奈良後期から平安初期という時代を貴方はどのくらい知っていますか?


—— とんでもない物語を見つけてしまったかも知れない。

読み始めて少し経ってからゾクっとしました。
それくらい壮大で、緻密で、思いの詰まった本格的な歴史小説です。

私は、日本史の授業を受けている時、奈良後期から平安初期が苦手でした。
映画やドラマ、小説や漫画でも触れた事が無いというのもあり、とにかくイメージが湧かなくて……。

けれどこの物語を読むと、あの時只々暗記した人物や出来事がどういう人物だったのか、どういう意味があったのかとてもクリアになりました。

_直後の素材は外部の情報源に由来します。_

//! Error types and diagnostics for schema compilation.
//!
//! A compile session keeps a single [`ErrorInfo`] slot. Every problem found
//! while reading documents or generating the output schema is described by a
//! [`SchemaError`] and recorded into that slot with its [`Severity`]. A
//! recorded diagnostic is only replaced by one of equal or greater severity.

use std::fmt;
use thiserror::Error;

/// Diagnostic severity, ordered from least to most severe.
#[derive(Debug, Clone, Copy, PartialEq, Eq, PartialOrd, Ord, Hash, Default)]
pub enum Severity {
    /// Nothing has been reported.
    #[default]
    NoError,
    /// The compile continues and still succeeds.
    Warning,
    /// The compile fails.
    Error,
    /// The input could not be read as XML.
    Fatal,
}

impl Severity {
    /// Returns the upper-case name of the severity.
    #[must_use]
    pub const fn name(self) -> &'static str {
        match self {
            Self::NoError => "NO_ERROR",
            Self::Warning => "WARNING",
            Self::Error => "ERROR",
            Self::Fatal => "FATAL",
        }
    }
}

impl fmt::Display for Severity {
    fn fmt(&self, f: &mut fmt::Formatter<'_>) -> fmt::Result {
        f.write_str(self.name())
    }
}

/// The accumulated diagnostic of a compile session.
#[derive(Debug, Clone, PartialEq, Eq, Default)]
pub struct ErrorInfo {
    severity: Severity,
    line: usize,
    column: usize,
    source: String,
    message: String,
}

impl ErrorInfo {
    /// Creates an empty diagnostic.
    #[must_use]
    pub fn new() -> Self {
        Self::default()
    }

    /// Records a diagnostic unless a more severe one is already present.
    ///
    /// # Arguments
    /// * `severity` - Severity of the new diagnostic
    /// * `line` - Line number in the source document
    /// * `column` - Column number in the source document
    /// * `source` - Location of the source document
    /// * `message` - Diagnostic text
    ///
    /// # Returns
    /// `true` if the diagnostic replaced the current one.
    pub fn set(
        &mut self,
        severity: Severity,
        line: usize,
        column: usize,
        source: impl Into<String>,
        message: impl Into<String>,
    ) -> bool {
        if severity < self.severity {
            return false;
        }
        self.severity = severity;
        self.line = line;
        self.column = column;
        self.source = source.into();
        self.message = message.into();
        true
    }

    /// Records a compile diagnostic and logs it.
    ///
    /// # Returns
    /// `true` if the diagnostic replaced the current one.
    pub fn record(&mut self, error: &SchemaError, source: &str, line: usize, column: usize) -> bool {
        let severity = error.severity();
        if severity == Severity::Warning {
            tracing::warn!(source, line, column, "{error}");
        } else {
            tracing::debug!(source, line, column, %severity, "{error}");
        }
        self.set(severity, line, column, source, error.to_string())
    }

    /// Returns the severity.
    #[must_use]
    pub const fn severity(&self) -> Severity {
        self.severity
    }

    /// Returns the line number.
    #[must_use]
    pub const fn line(&self) -> usize {
        self.line
    }

    /// Returns the column number.
    #[must_use]
    pub const fn column(&self) -> usize {
        self.column
    }

    /// Returns the location of the document the diagnostic refers to.
    #[must_use]
    pub fn source(&self) -> &str {
        &self.source
    }

    /// Returns the diagnostic text.
    #[must_use]
    pub fn message(&self) -> &str {
        &self.message
    }

    /// Returns true if the diagnostic makes the compile fail.
    #[must_use]
    pub fn is_failure(&self) -> bool {
        self.severity > Severity::Warning
    }
}

impl fmt::Display for ErrorInfo {
    fn fmt(&self, f: &mut fmt::Formatter<'_>) -> fmt::Result {
        write!(
            f,
            "{}:{}:{}: {}: {}",
            self.source, self.line, self.column, self.severity, self.message
        )
    }
}

/// Error type for the token reader.
#[derive(Debug, Error)]
pub enum ReaderError {
    /// XML well-formedness error.
    #[error("{0}")]
    Xml(#[from] quick_xml::Error),

    /// Invalid character or entity reference.
    #[error("{0}")]
    Escape(#[from] quick_xml::escape::EscapeError),

    /// IO error while reading the document.
    #[error("IO error: {0}")]
    Io(#[from] std::io::Error),

    /// Document text is not valid UTF-8.
    #[error("UTF-8 error: {0}")]
    Utf8(#[from] std::str::Utf8Error),

    /// The reader was advanced without an open document.
    #[error("no document is open")]
    NotOpen,
}
//! Prelude module for convenient imports.
//!
//! This module re-exports the most commonly used types and traits.
//!
//! ```ignore
//! use xsdc::prelude::*;
//! ```

// Schema model
pub use xsdc_core::error::{Error as CoreError, Result as CoreResult};
pub use xsdc_core::{
    Constraint, DefaultValue, ElemType, EnumerationDef, Enumerator, FieldDef, FormattingMode,
    RecordDef, RecordKind, Schema,
};

// Compiler
pub use xsdc_schema::{
    CompileError, CompileOptions, CompiledSchema, ErrorInfo, SchemaParser, Severity,
    compile_schema,
};

// Document resolution
pub use xsdc_schema::{FsResolver, MemoryResolver, SchemaResolver};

そして、歴史の動きも実に丁寧に描かれているのですが、これは歴史書ではなく物語。
歴史の流れを追うだけではなく、その時代を確かに生きていた人々の姿が、まるでその場面を見ていたかのように鮮やかに描かれているのです。

とにかくもう、計略の巡らし合いに息を呑み、人が人を想う心に胸を打たれました。

(個人的には、白壁王が素敵でした。そしてずっと謎だった道鏡についても実に腑に落ちる描き方で胸が熱くなりました。)

また、久米若女、百済王明信、吉備由利など当時の女性たちが実に活き活きと書かれているのもこの物語の魅力だと思います。

奈良から平安にかけてを丁寧に描いた、今までにない物語がここにあります。
是非、読んでみて下さい。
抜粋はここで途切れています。